When using stsadm.exe -o export, you can define the following parameters:
-url The -url parameter specifies the site collection to be exported; for instance, http://portal.contoso.msft.
-filename The export file is created with the name Filename.cmp, or you can specify a filename extension, such as .bak.
-overwrite This optional overwrite parameter causes previous export attempts to be overwritten. If the overwrite parameter is not used, both the .export.log file and the .cmp file from previous attempts must be deleted or the process will fail.
-includeusersecurity The optional -includeusersecurity parameter causes groups and group membership information to be included, as well as preserving timestamps, security information, and users.
-haltonwarning The optional -haltonwarning parameter stops execution when a warning is encountered.
-haltonfatalerror The optional parameter -haltonfatalerror stops execution when a fatal error occurs.
-nologfile The optional -nologfile parameter prevents the creation of a log file.
-versions The optional -versions parameter defines which versions of files and list items will be exported. There are four versioning options.
1-Option 1 exports only the last major version for files and list items. This is the default setting.
2-Option 2 exports the most current version, either major or minor.
3-Option 3 exports both the last major and last minor versions.
4-Option 4 exports all versions for file and list items.
-cabsize The -cabsize parameter specifies the maximum file size, in megabytes, for the Content Migration Package (.cmp) file. The default file size is 25 MB, and the maximum size is 1024 MB.
To export content larger than the default 1024 MB limit, use Stsadm.exe to increase the default template size in bytes:
stsadm -o setproperty -pn max-template-document-size -pv 30000000
-nofilecompression In addition to not compressing the file, the optional -nofilecompression parameter causes a directory with the appropriate XML files to be created instead of a .cmp file.
You cannot import from an NTFS directory created with the nofilecompression option.
-quiet The optional -quiet parameter suppresses output to the console, except for a notification on completion.
When using stsadm.exe -o import, you can define the following parameters:
-url The URL parameter specifies where to import the Content Migration Package (.cmp) file to; for example, http://portal.contoso.msft.
-filename The filename parameter specifies the name of the file to import from.
-includeusersecurity The optional -includeusersecurity parameter causes groups, timestamps, security information, and user information to be imported.
-haltonwarning The optional -haltonwarning parameter stops execution when a warning is encountered.
-haltonfatalerror The optional -haltonfatalerror stops execution when a fatal error occurs.

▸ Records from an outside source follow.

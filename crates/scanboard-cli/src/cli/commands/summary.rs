//! One-shot summary: load findings, aggregate, print.

use anyhow::Result;

use scanboard_core::{compute_views, parse_findings, SeverityFilter};
use scanboard_srv::config::SourceConfig;
use scanboard_srv::source;

use crate::cli::args::SummaryArgs;
use crate::output;

pub async fn run(args: SummaryArgs) -> Result<()> {
    let source_config = match (args.file, args.url) {
        (Some(path), _) => SourceConfig::File { path },
        (None, Some(url)) => SourceConfig::Feed { url },
        (None, None) => SourceConfig::Sample,
    };

    let src = source::from_config(&source_config);
    let raw = src.fetch().await?;
    let (findings, excluded) = parse_findings(raw);

    let view = compute_views(&findings, SeverityFilter::from(args.severity));
    output::render(&view, excluded, args.output)
}
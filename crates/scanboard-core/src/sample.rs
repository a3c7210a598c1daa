//! Built-in synthetic findings for demos and tests.
//!
//! Mirrors the output of one Azure assessment run: 21 checks, 20 FAIL and
//! 1 PASS, weighted toward high-severity monitor alert checks. Timestamps
//! descend one minute per row from a caller-supplied base instant, so
//! fixtures stay reproducible while live demos track the clock.

use chrono::{DateTime, Duration, Utc};

use crate::types::{Finding, RawFinding, Severity, Status};

/// (status, severity, service, check_id) for each sample row.
const ROWS: [(Status, Severity, &str, &str); 21] = [
    (
        Status::Fail,
        Severity::Medium,
        "network",
        "network_bastion_host_exists",
    ),
    (
        Status::Fail,
        Severity::High,
        "iam",
        "iam_custom_role_has_permissions_to_administer_resource_locks",
    ),
    (
        Status::Fail,
        Severity::Low,
        "appinsights",
        "appinsights_ensure_is_configured",
    ),
    (
        Status::Fail,
        Severity::Medium,
        "monitor",
        "monitor_diagnostic_setting_with_appropriate_categories",
    ),
    (
        Status::Fail,
        Severity::Medium,
        "monitor",
        "monitor_diagnostic_settings_exists",
    ),
    (
        Status::Fail,
        Severity::High,
        "monitor",
        "monitor_alert_create_update_nsg",
    ),
    (
        Status::Fail,
        Severity::High,
        "monitor",
        "monitor_alert_create_update_public_ip_address_rule",
    ),
    (
        Status::Fail,
        Severity::High,
        "monitor",
        "monitor_alert_create_update_security_solution",
    ),
    (
        Status::Fail,
        Severity::High,
        "monitor",
        "monitor_alert_create_update_sqlserver_fr",
    ),
    (
        Status::Fail,
        Severity::High,
        "monitor",
        "monitor_alert_create_policy_assignment",
    ),
    (
        Status::Fail,
        Severity::High,
        "monitor",
        "monitor_alert_delete_nsg",
    ),
    (
        Status::Fail,
        Severity::High,
        "monitor",
        "monitor_alert_delete_policy_assignment",
    ),
    (
        Status::Fail,
        Severity::High,
        "monitor",
        "monitor_alert_delete_public_ip_address_rule",
    ),
    (
        Status::Fail,
        Severity::High,
        "monitor",
        "monitor_alert_delete_security_solution",
    ),
    (
        Status::Fail,
        Severity::High,
        "monitor",
        "monitor_alert_delete_sqlserver_fr",
    ),
    (
        Status::Fail,
        Severity::Medium,
        "defender",
        "defender_ensure_mcas_is_enabled",
    ),
    (
        Status::Fail,
        Severity::Medium,
        "defender",
        "defender_ensure_wdatp_is_enabled",
    ),
    (
        Status::Fail,
        Severity::High,
        "defender",
        "defender_ensure_iot_hub_defender_is_on",
    ),
    (
        Status::Fail,
        Severity::Medium,
        "network",
        "network_watcher_enabled",
    ),
    (
        Status::Fail,
        Severity::Medium,
        "iam",
        "iam_subscription_roles_owner_custom_not_created",
    ),
    (Status::Pass, Severity::High, "iam", "iam_test"),
];

/// The sample findings, with row `i` stamped `base - i` minutes.
#[must_use]
pub fn findings_at(base: DateTime<Utc>) -> Vec<Finding> {
    ROWS.iter()
        .enumerate()
        .map(|(i, &(status, severity, service, check_id))| Finding {
            status,
            severity,
            service: service.to_string(),
            check_id: check_id.to_string(),
            timestamp: base - Duration::minutes(i as i64),
        })
        .collect()
}

/// The sample findings anchored at the current time.
#[must_use]
pub fn findings() -> Vec<Finding> {
    findings_at(Utc::now())
}

/// The sample data in the raw wire shape, as an external scanner would
/// hand it over.
#[must_use]
pub fn raw_findings_at(base: DateTime<Utc>) -> Vec<RawFinding> {
    findings_at(base).into_iter().map(RawFinding::from).collect()
}

#[cfg(test)]
mod tests {
    use super::*;
    use chrono::TimeZone;

    #[test]
    fn test_sample_shape() {
        let base = Utc.with_ymd_and_hms(2024, 5, 1, 12, 0, 0).unwrap();
        let findings = findings_at(base);

        assert_eq!(findings.len(), 21);
        assert_eq!(
            findings.iter().filter(|f| f.status == Status::Fail).count(),
            20
        );
        assert_eq!(
            findings.iter().filter(|f| f.status == Status::Pass).count(),
            1
        );
        assert_eq!(
            findings
                .iter()
                .filter(|f| f.severity == Severity::High)
                .count(),
            13
        );
        assert_eq!(
            findings
                .iter()
                .filter(|f| f.severity == Severity::Medium)
                .count(),
            7
        );
        assert_eq!(
            findings
                .iter()
                .filter(|f| f.severity == Severity::Low)
                .count(),
            1
        );
    }

    #[test]
    fn test_timestamps_descend_by_minute() {
        let base = Utc.with_ymd_and_hms(2024, 5, 1, 12, 0, 0).unwrap();
        let findings = findings_at(base);

        assert_eq!(findings[0].timestamp, base);
        assert_eq!(findings[1].timestamp, base - Duration::minutes(1));
        assert_eq!(findings[20].timestamp, base - Duration::minutes(20));
    }

    #[test]
    fn test_raw_round_trips_cleanly() {
        let base = Utc.with_ymd_and_hms(2024, 5, 1, 12, 0, 0).unwrap();
        let raw = raw_findings_at(base);
        let (parsed, excluded) = crate::types::parse_findings(raw);

        assert_eq!(excluded, 0);
        assert_eq!(parsed, findings_at(base));
    }
}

-nologfile The optional -nologfile parameter suppresses the creation of a log file.
-updateversions The -updateversion parameter specifies how versions will be merged on import and has three options:
1-Option 1, the default, adds new versions to those that already exist in the .cmp file.
2-Option 2 overwrites the file and all its versions, keeping only those already in the destination.
3-Option 3 causes files that already exist in the destination to be ignored.
-quiet The optional -quiet parameter suppresses output to the console except for a notification on completion.